Using the oversimplified system (ie, small number of features and shallow ANNs) described above, we favored obtaining conservative results in terms of model complexity and performance, which we hope would counteract some of the limitations of the study (described below). In addition, in a practical application the cost of misidentifying suicide cases and controls will probably not be the same. Whether the system should be tuned to have a high sensitivity at the cost of low specificity or vice versa depends on many factors and is beyond the scope of this study. For simplicity, we equalized this cost to be the same for cases and controls. Hence, accounting for the unbalanced 1:20 distribution of cases and controls, the cost of misclassifying a case was 1, while the cost of misclassifying a control was 1/20. All experiments and ANNs were designed and executed using TensorFlow in Python.

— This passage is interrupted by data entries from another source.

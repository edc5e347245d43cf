//! Repository Module
//!
//! CRUD and query functions over the SQLite tables, one module per table.
//! Functions are plain `async fn(pool, ...)` taking the pool by reference;
//! date→millis conversions happen in the API/engine layers, repositories
//! only see `i64` Unix millis and `YYYY-MM-DD` strings.

pub mod account;
pub mod attendance;
pub mod department;
pub mod extension;
pub mod notification;
pub mod password_reset;
pub mod report;
pub mod session;
pub mod work_task;

use thiserror::Error;

/// Repository error types
#[derive(Debug, Error)]
pub enum RepoError {
    #[error("Not found: {0}")]
    NotFound(String),

    #[error("Duplicate: {0}")]
    Duplicate(String),

    #[error("Conflict: {0}")]
    Conflict(String),

    #[error("Database error: {0}")]
    Database(String),

    #[error("Validation error: {0}")]
    Validation(String),
}

impl From<sqlx::Error> for RepoError {
    fn from(err: sqlx::Error) -> Self {
        match &err {
            sqlx::Error::Database(db) if db.is_unique_violation() => {
                RepoError::Duplicate(db.message().to_string())
            }
            _ => RepoError::Database(err.to_string()),
        }
    }
}

/// Result type for repository operations
pub type RepoResult<T> = Result<T, RepoError>;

Statistical Analysis System Performance

We followed a 10x10-fold cross-validation approach to evaluate the performance of the ANNs. On each iteration, one-fold was used for testing, one for validation (used to inform the early stopping training algorithm) and eight for training. Cases were randomly distributed across folds, followed by their respective controls so that case-control pairs were always maintained during partitioning (this partitioning rule was also applied during batch partitioning in training).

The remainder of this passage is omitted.